I am looking for furry comics.  does anyone know of any good furry comics?


----------



## Tycho (Sep 21, 2010)

*looks around the Furry Comic & Zine forum*

hmmm

if only there was a list of such things.  That would be a useful thing to sticky.


----------



## quoting_mungo (Sep 21, 2010)

http://en.wikifur.com/wiki/Category:Comics
http://belfrycomics.net/

Most of those comics are furry, unlike many of the comics listed in the sticky.


----------



## cpam (Sep 21, 2010)

kaithewolf said:


> I am looking for furry comics.  does anyone know of any good furry comics?


 
First off, define 'good'.  I'm not being facetious; different people have different notions as to what defines a good strip.  What, specifically, are you looking for?
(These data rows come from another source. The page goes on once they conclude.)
//! JSON snapshots of the history store

use crate::app::models::UploadSummary;
use crate::{Error, Result};
use serde::{Deserialize, Serialize};
use std::ffi::OsString;
use std::fs::{File, OpenOptions};
use std::io::Write;
use std::path::{Path, PathBuf};
use tracing::debug;

/// Snapshot layout version written to disk
pub const SNAPSHOT_FORMAT_VERSION: u32 = 1;

/// Serializable copy of the history, oldest first
#[derive(Debug, Clone, PartialEq, Serialize, Deserialize)]
pub struct HistorySnapshot {
    pub format_version: u32,
    pub entries: Vec<UploadSummary>,
}

impl HistorySnapshot {
    pub fn new(entries: Vec<UploadSummary>) -> Self {
        Self {
            format_version: SNAPSHOT_FORMAT_VERSION,
            entries,
        }
    }

    /// Check version and that identities are strictly increasing
    pub fn validate(&self) -> Result<()> {
        if self.format_version != SNAPSHOT_FORMAT_VERSION {
            return Err(Error::configuration(format!(
                "Unsupported history snapshot version {} (expected {})",
                self.format_version, SNAPSHOT_FORMAT_VERSION
            )));
        }

        for pair in self.entries.windows(2) {
            if pair[1].uploaded_at <= pair[0].uploaded_at {
                return Err(Error::data_validation(format!(
                    "History snapshot out of order: {} follows {}",
                    pair[1].id(),
                    pair[0].id()
                )));
            }
        }

        Ok(())
    }

    /// Read a snapshot file
    pub fn read_from(path: &Path) -> Result<Self> {
        let content = std::fs::read_to_string(path).map_err(|e| {
            Error::io(
                format!("Failed to read history snapshot {}", path.display()),
                e,
            )
        })?;

        serde_json::from_str(&content).map_err(|e| {
            Error::serialization(
                format!("Invalid history snapshot {}", path.display()),
                e,
            )
        })
    }

    /// Write the snapshot atomically: a temp file in the same directory is
    /// renamed over the target.
    pub fn write_to(&self, path: &Path) -> Result<()> {
        let dir = match path.parent() {
            Some(parent) if !parent.as_os_str().is_empty() => parent,
            _ => Path::new("."),
        };
        std::fs::create_dir_all(dir)
            .map_err(|e| Error::io(format!("Failed to create {}", dir.display()), e))?;

        let json = serde_json::to_vec_pretty(self)
            .map_err(|e| Error::serialization("Failed to serialize history snapshot", e))?;

        let mut temp = tempfile::NamedTempFile::new_in(dir)
            .map_err(|e| Error::io("Failed to create temporary snapshot file", e))?;
        temp.write_all(&json)
            .and_then(|_| temp.as_file().sync_all())
            .map_err(|e| Error::io("Failed to write temporary snapshot file", e))?;
        temp.persist(path).map_err(|e| {
            Error::io(
                format!("Failed to replace history snapshot {}", path.display()),
                e.error,
            )
        })?;

        debug!(
            "Wrote {} summaries to {}",
            self.entries.len(),
            path.display()
        );
        Ok(())
    }
}

/// Exclusive lock on a snapshot, held by a `<snapshot>.lock` file next to it
///
/// Every process appending to the same snapshot takes this lock first, so
/// read-modify-write cycles on the file never interleave. Dropping the guard
/// closes the file, which releases the lock.
#[derive(Debug)]
pub struct SnapshotLock {
    _file: File,
}

impl SnapshotLock {
    /// Block until the lock for `snapshot_path` is held
    pub fn acquire(snapshot_path: &Path) -> Result<Self> {
        let path = lock_path(snapshot_path);
        if let Some(dir) = path.parent().filter(|dir| !dir.as_os_str().is_empty()) {
            std::fs::create_dir_all(dir)
                .map_err(|e| Error::io(format!("Failed to create {}", dir.display()), e))?;
        }

        let file = OpenOptions::new()
            .create(true)
            .truncate(false)
            .write(true)
            .open(&path)
            .map_err(|e| Error::io(format!("Failed to open lock file {}", path.display()), e))?;
        file.lock()
            .map_err(|e| Error::io(format!("Failed to lock {}", path.display()), e))?;

        debug!("Locked {}", path.display());
        Ok(Self { _file: file })
    }
}

/// `history.json` is locked through `history.json.lock`
pub fn lock_path(snapshot_path: &Path) -> PathBuf {
    let mut name = OsString::from(snapshot_path.as_os_str());
    name.push(".lock");
    PathBuf::from(name)
}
Secondly, this question has been addressed several times in this forum; poke around in some of the other topic threads for some lists already posted.

Thirdly, a good place to start would be at the Bat's Belfry, which is a gargantuan list of web comics, many of which are furry.

Fourthly, were you referring specifically to webcomics, comic books, or just comics in general?


----------



## Taralack (Sep 22, 2010)

http://forums.furaffinity.net/threads/78970-Webcomic-List-thread
lol


----------



## Dee (Sep 26, 2010)

Yeah, Belfry is a good place to look. Actually any comic update site like The Webcomic list, etc, you should be able to search for furry comics rather easily.

Good, however, is a matter of taste.

Dee


----------